Inflation, écologie… Marianne Laigneau, patronne d’Enedis et femme de tous les défis

Nouvelles compétences

Crise sanitaire, crise énergétique, crise d’approvisionnement, inflation des matières premières, crise sociale au moment de la réforme des retraites, Marianne Laigneau a connu une série de défis depuis sa nomination il y a quatre ans à la tête du réseau de distribution d’électricité. « La crise fait partie de notre style de gestion », dit-elle d’un ton fataliste. Renommée l’an dernier pour un mandat de cinq ans, la patronne s’attaque désormais à son plus grand défi : adapter Enedis à la transition énergétique.

Le 15 mars 2024, avec le maire de Bosc-du-Theil et le directeur Normandie d’Enedis. Toutes les deux semaines, elle visite l’une des 25 unités régionales, souvent dans des communes de moins de 2 000 habitants. Crédit : Nicolas Stiel

Dans les années 2010, lorsque le système électrique reposait sur des moyens de production centralisés (thermique, nucléaire, hydraulique), l’entreprise de 40 000 personnes, filiale à 100 % d’EDF, n’était finalement qu’un maillon périphérique. de chaîne. Les électrons étaient transportés jusqu’au consommateur via le réseau de transport de RTE puis vers celui d’Enedis.

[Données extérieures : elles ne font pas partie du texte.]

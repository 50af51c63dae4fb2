use glam::Vec3;
use orbitview_input::CameraAction;
use serde::{Deserialize, Serialize};
use std::f32::consts::{PI, TAU};

use crate::pose::CameraPose;

/// Keeps the polar angle away from the poles, where the view basis degenerates.
const POLE_EPSILON: f32 = 1e-4;

/// Orbit constraints and tuning, fixed at startup.
#[derive(Debug, Clone, Copy, PartialEq, Serialize, Deserialize)]
#[serde(default)]
pub struct ControllerLimits {
    pub min_distance: f32,
    pub max_distance: f32,
    /// Polar angles are measured from +Y, in radians.
    pub min_polar_angle: f32,
    pub max_polar_angle: f32,
    pub damping_enabled: bool,
    pub pan_enabled: bool,
    pub auto_rotate: bool,
    /// Fraction of the pending motion applied per 60 Hz frame when damping.
    pub damping_factor: f32,
    pub rotate_speed: f32,
    pub zoom_speed: f32,
    pub pan_speed: f32,
    /// Orbits per minute at 60 Hz divided by 30; 2.0 is one orbit every 30 s.
    pub auto_rotate_speed: f32,
}

impl Default for ControllerLimits {
    fn default() -> Self {
        Self {
            min_distance: 0.0,
            max_distance: f32::MAX,
            min_polar_angle: 0.0,
            max_polar_angle: PI,
            damping_enabled: false,
            pan_enabled: true,
            auto_rotate: false,
            damping_factor: 0.05,
            rotate_speed: 1.0,
            zoom_speed: 1.0,
            pan_speed: 1.0,
            auto_rotate_speed: 2.0,
        }
    }
}

impl ControllerLimits {
    /// Ordered, in-range copy: swapped bounds are put back in order and the
    /// polar range is kept inside (0, π).
    fn sanitized(mut self) -> Self {
        if self.min_distance > self.max_distance {
            std::mem::swap(&mut self.min_distance, &mut self.max_distance);
        }
        self.min_distance = self.min_distance.max(0.0);
        self.max_distance = self.max_distance.max(self.min_distance);
        if self.min_polar_angle > self.max_polar_angle {
            std::mem::swap(&mut self.min_polar_angle, &mut self.max_polar_angle);
        }
        self.min_polar_angle = self.min_polar_angle.clamp(POLE_EPSILON, PI - POLE_EPSILON);
        self.max_polar_angle = self.max_polar_angle.clamp(self.min_polar_angle, PI - POLE_EPSILON);
        self.damping_factor = self.damping_factor.clamp(0.0, 1.0);
        self
    }
}

/// Orbit controller bound to one camera.
///
/// Input is queued by [`apply`](Self::apply); the pose only moves in
/// [`tick`](Self::tick). Position is kept in spherical coordinates around the
/// target: `theta` is the azimuth (unrestricted), `phi` the polar angle.
#[derive(Debug, Clone)]
pub struct OrbitController {
    pose: CameraPose,
    limits: ControllerLimits,
    radius: f32,
    phi: f32,
    theta: f32,
    pending_theta: f32,
    pending_phi: f32,
    /// Natural log of the pending radius scale.
    pending_zoom: f32,
    pending_pan: Vec3,
}

impl OrbitController {
    /// Bind to `pose` and snap it inside the limits.
    pub fn new(pose: CameraPose, limits: ControllerLimits) -> Self {
        let offset = pose.position - pose.target;
        let radius = offset.length();
        let phi = if radius > f32::EPSILON {
            (offset.y / radius).clamp(-1.0, 1.0).acos()
        } else {
            0.0
        };
        let theta = offset.x.atan2(offset.z);

        let mut controller = Self {
            pose,
            limits: limits.sanitized(),
            radius,
            phi,
            theta,
            pending_theta: 0.0,
            pending_phi: 0.0,
            pending_zoom: 0.0,
            pending_pan: Vec3::ZERO,
        };
        controller.clamp_and_sync();
        controller
    }

    pub fn pose(&self) -> &CameraPose {
        &self.pose
    }

    pub fn limits(&self) -> &ControllerLimits {
        &self.limits
    }

    /// Resize hook: the only pose change allowed outside `tick`.
    pub fn set_aspect(&mut self, aspect: f32) {
        self.pose.set_aspect(aspect);
    }

    /// True while queued motion has not fully played out.
    pub fn is_settling(&self) -> bool {
        const EPS: f32 = 1e-5;
        self.pending_theta.abs() > EPS
            || self.pending_phi.abs() > EPS
            || self.pending_zoom.abs() > EPS
            || self.pending_pan.length_squared() > EPS * EPS
    }

    /// Queue an input action. `viewport_height` is in logical pixels and
    /// scales pointer deltas so a full-height drag is one full turn.
    pub fn apply(&mut self, action: &CameraAction, viewport_height: u32) {
        let height = viewport_height.max(1) as f32;
        match *action {
            CameraAction::Orbit(delta) => {
                self.pending_theta -= TAU * delta.x / height * self.limits.rotate_speed;
                self.pending_phi -= TAU * delta.y / height * self.limits.rotate_speed;
            }
            CameraAction::Zoom(notches) => {
                // One notch scales the distance by 1/0.95.
                self.pending_zoom -= notches * self.limits.zoom_speed * 0.95f32.ln();
            }
            CameraAction::Pan(delta) => {
                if !self.limits.pan_enabled {
                    return;
                }
                // World units per pixel at the target's depth.
                let half_fov = (self.pose.fov_degrees.to_radians() / 2.0).tan();
                let scale = 2.0 * self.radius * half_fov / height * self.limits.pan_speed;
                self.pending_pan +=
                    -self.pose.right() * delta.x * scale + self.pose.up() * delta.y * scale;
            }
        }
    }

    /// Advance one frame. Returns true if the pose changed.
    pub fn tick(&mut self, dt_seconds: f32) -> bool {
        let dt = if dt_seconds.is_finite() {
            dt_seconds.max(0.0)
        } else {
            0.0
        };
        let before = self.pose;

        if self.limits.auto_rotate {
            self.pending_theta -= TAU / 60.0 * self.limits.auto_rotate_speed * dt;
        }

        let step = if self.limits.damping_enabled {
            1.0 - (1.0 - self.limits.damping_factor).powf(dt * 60.0)
        } else {
            1.0
        };

        self.theta += self.pending_theta * step;
        self.phi += self.pending_phi * step;
        self.radius *= (self.pending_zoom * step).exp();
        self.pose.target += self.pending_pan * step;

        let keep = 1.0 - step;
        self.pending_theta *= keep;
        self.pending_phi *= keep;
        self.pending_zoom *= keep;
        self.pending_pan *= keep;

        if self.theta.abs() > PI {
            self.theta = wrap_angle(self.theta);
        }
        self.clamp_and_sync();

        let changed = self.pose != before;
        if changed {
            tracing::trace!(
                distance = self.radius,
                polar = self.phi,
                azimuth = self.theta,
                "camera moved"
            );
        }
        changed
    }

    fn clamp_and_sync(&mut self) {
        self.phi = self
            .phi
            .clamp(self.limits.min_polar_angle, self.limits.max_polar_angle);
        self.radius = self
            .radius
            .clamp(self.limits.min_distance, self.limits.max_distance);

        let sin_phi_radius = self.phi.sin() * self.radius;
        let offset = Vec3::new(
            sin_phi_radius * self.theta.sin(),
            self.phi.cos() * self.radius,
            sin_phi_radius * self.theta.cos(),
        );
        self.pose.position = self.pose.target + offset;
    }
}

/// Wrap to (-π, π] so the azimuth does not grow without bound.
fn wrap_angle(angle: f32) -> f32 {
    let wrapped = (angle + PI).rem_euclid(TAU) - PI;
    if wrapped <= -PI { wrapped + TAU } else { wrapped }
}

#[cfg(test)]
mod tests {
    use super::*;
    use glam::Vec2;

    const TOL: f32 = 1e-3;

    fn viewer_limits() -> ControllerLimits {
        ControllerLimits {
            min_distance: 5.0,
            max_distance: 20.0,
            min_polar_angle: 0.5,
            max_polar_angle: 1.5,
            damping_enabled: true,
            pan_enabled: false,
            auto_rotate: false,
            ..ControllerLimits::default()
        }
    }

    fn viewer_pose() -> CameraPose {
        CameraPose::new(45.0, 16.0 / 9.0, 1.0, 1000.0, Vec3::new(4.0, 5.0, 11.0))
            .with_target(Vec3::new(0.0, 1.0, 0.0))
    }

    fn assert_within_limits(c: &OrbitController) {
        let l = c.limits();
        let d = c.pose().distance();
        let p = c.pose().polar_angle();
        assert!(d >= l.min_distance - TOL && d <= l.max_distance + TOL, "distance {d}");
        assert!(p >= l.min_polar_angle - TOL && p <= l.max_polar_angle + TOL, "polar {p}");
    }

    #[test]
    fn initial_pose_inside_limits_is_kept() {
        let c = OrbitController::new(viewer_pose(), viewer_limits());
        assert!((c.pose().position - Vec3::new(4.0, 5.0, 11.0)).length() < TOL);
        assert_within_limits(&c);
    }

    #[test]
    fn initial_pose_outside_limits_is_clamped() {
        let pose = CameraPose::new(45.0, 1.0, 1.0, 100.0, Vec3::new(0.0, 50.0, 1.0));
        let c = OrbitController::new(pose, viewer_limits());
        assert_within_limits(&c);
        assert!((c.pose().distance() - 20.0).abs() < TOL);
    }

    #[test]
    fn no_input_no_motion() {
        let mut c = OrbitController::new(viewer_pose(), viewer_limits());
        assert!(!c.tick(1.0 / 60.0));
    }

    #[test]
    fn apply_alone_does_not_move_camera() {
        let mut c = OrbitController::new(viewer_pose(), viewer_limits());
        let before = *c.pose();
        c.apply(&CameraAction::Orbit(Vec2::new(100.0, 0.0)), 720);
        assert_eq!(*c.pose(), before);
        assert!(c.tick(1.0 / 60.0));
        assert_ne!(*c.pose(), before);
    }

    #[test]
    fn damping_spreads_motion_over_ticks() {
        let mut damped = OrbitController::new(viewer_pose(), viewer_limits());
        let mut instant = OrbitController::new(
            viewer_pose(),
            ControllerLimits {
                damping_enabled: false,
                ..viewer_limits()
            },
        );
        let action = CameraAction::Orbit(Vec2::new(60.0, 0.0));
        damped.apply(&action, 720);
        instant.apply(&action, 720);

        instant.tick(1.0 / 60.0);
        assert!(!instant.is_settling());

        damped.tick(1.0 / 60.0);
        assert!(damped.is_settling());
        let first_gap = (damped.pose().position - instant.pose().position).length();
        assert!(first_gap > 0.1);

        for _ in 0..600 {
            damped.tick(1.0 / 60.0);
        }
        let final_gap = (damped.pose().position - instant.pose().position).length();
        assert!(final_gap < 1e-2, "gap {final_gap}");
    }

    #[test]
    fn damping_is_frame_rate_independent() {
        let mut at_60 = OrbitController::new(viewer_pose(), viewer_limits());
        let mut at_30 = OrbitController::new(viewer_pose(), viewer_limits());
        let action = CameraAction::Orbit(Vec2::new(-80.0, 0.0));
        at_60.apply(&action, 720);
        at_30.apply(&action, 720);
        for _ in 0..30 {
            at_60.tick(1.0 / 60.0);
        }
        for _ in 0..15 {
            at_30.tick(1.0 / 30.0);
        }
        assert!((at_60.pose().position - at_30.pose().position).length() < 1e-3);
    }

    #[test]
    fn zoom_is_clamped_to_distance_range() {
        let mut c = OrbitController::new(viewer_pose(), viewer_limits());
        c.apply(&CameraAction::Zoom(-500.0), 720);
        for _ in 0..300 {
            c.tick(1.0 / 60.0);
            assert_within_limits(&c);
        }
        assert!((c.pose().distance() - 5.0).abs() < TOL);

        c.apply(&CameraAction::Zoom(500.0), 720);
        for _ in 0..300 {
            c.tick(1.0 / 60.0);
        }
        assert!((c.pose().distance() - 20.0).abs() < TOL);
    }

    #[test]
    fn pan_is_ignored_when_disabled() {
        let mut c = OrbitController::new(viewer_pose(), viewer_limits());
        c.apply(&CameraAction::Pan(Vec2::new(300.0, 300.0)), 720);
        assert!(!c.is_settling());
        c.tick(1.0 / 60.0);
        assert_eq!(c.pose().target, Vec3::new(0.0, 1.0, 0.0));
    }

    #[test]
    fn pan_moves_target_when_enabled() {
        let mut c = OrbitController::new(
            viewer_pose(),
            ControllerLimits {
                pan_enabled: true,
                damping_enabled: false,
                ..viewer_limits()
            },
        );
        let distance = c.pose().distance();
        c.apply(&CameraAction::Pan(Vec2::new(100.0, 0.0)), 720);
        c.tick(1.0 / 60.0);
        assert_ne!(c.pose().target, Vec3::new(0.0, 1.0, 0.0));
        assert!((c.pose().distance() - distance).abs() < TOL);
    }

    #[test]
    fn auto_rotate_turns_without_input() {
        let mut c = OrbitController::new(
            viewer_pose(),
            ControllerLimits {
                auto_rotate: true,
                damping_enabled: false,
                ..viewer_limits()
            },
        );
        let before = c.pose().position;
        assert!(c.tick(0.5));
        assert_ne!(c.pose().position, before);
        assert!((c.pose().distance() - (before - c.pose().target).length()).abs() < TOL);
    }

    #[test]
    fn limits_hold_for_arbitrary_input_sequences() {
        // Deterministic pseudo-random walk over all action kinds.
        let mut state = 0x2545_f491_4f6c_dd1du64;
        let mut next = || {
            state ^= state << 13;
            state ^= state >> 7;
            state ^= state << 17;
            (state % 2001) as f32 - 1000.0
        };

        for damping in [true, false] {
            let mut c = OrbitController::new(
                viewer_pose(),
                ControllerLimits {
                    damping_enabled: damping,
                    pan_enabled: true,
                    ..viewer_limits()
                },
            );
            for i in 0..2000 {
                let action = match i % 3 {
                    0 => CameraAction::Orbit(Vec2::new(next(), next())),
                    1 => CameraAction::Zoom(next() / 100.0),
                    _ => CameraAction::Pan(Vec2::new(next(), next())),
                };
                c.apply(&action, 720);
                c.tick((next().abs() / 1000.0) * 0.1);
                assert_within_limits(&c);
            }
        }
    }

    #[test]
    fn swapped_limits_are_reordered() {
        let c = OrbitController::new(
            viewer_pose(),
            ControllerLimits {
                min_distance: 20.0,
                max_distance: 5.0,
                ..viewer_limits()
            },
        );
        assert_eq!(c.limits().min_distance, 5.0);
        assert_eq!(c.limits().max_distance, 20.0);
    }

    #[test]
    fn resize_only_touches_aspect() {
        let mut c = OrbitController::new(viewer_pose(), viewer_limits());
        let before = *c.pose();
        c.set_aspect(1.0);
        assert_eq!(c.pose().aspect, 1.0);
        assert_eq!(c.pose().position, before.position);
    }

    #[test]
    fn wrap_angle_range() {
        for a in [-10.0f32, -PI, 0.0, PI, 3.5, 100.0] {
            let w = wrap_angle(a);
            assert!(w > -PI - 1e-6 && w <= PI + 1e-6);
            assert!(((w - a) / TAU - ((w - a) / TAU).round()).abs() < 1e-4);
        }
    }
}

Avec l’essor des énergies renouvelables, plus besoin de lignes haute tension, l’électricité est directement connectée au réseau de distribution. Cela oblige Enedis, le concessionnaire du réseau, à réaliser chaque année des centaines de milliers de branchements. Pour faire face au caractère intermittent des éoliennes et des panneaux solaires, l’entreprise doit acquérir de nouvelles compétences en matière de gestion des flux et d’outils de contrôle.

Les pannes de courant se multiplient à nouveau

Elle doit également accompagner l’émergence de nouveaux usages comme l’autoconsommation et les véhicules électriques, dont le nombre devrait être multiplié par dix au cours de la prochaine décennie. Mais aussi d’anticiper les ravages des aléas futurs (tempêtes, inondations, incendies) en solidifiant les infrastructures et en enterrant les lignes lorsque la nature du terrain le permet.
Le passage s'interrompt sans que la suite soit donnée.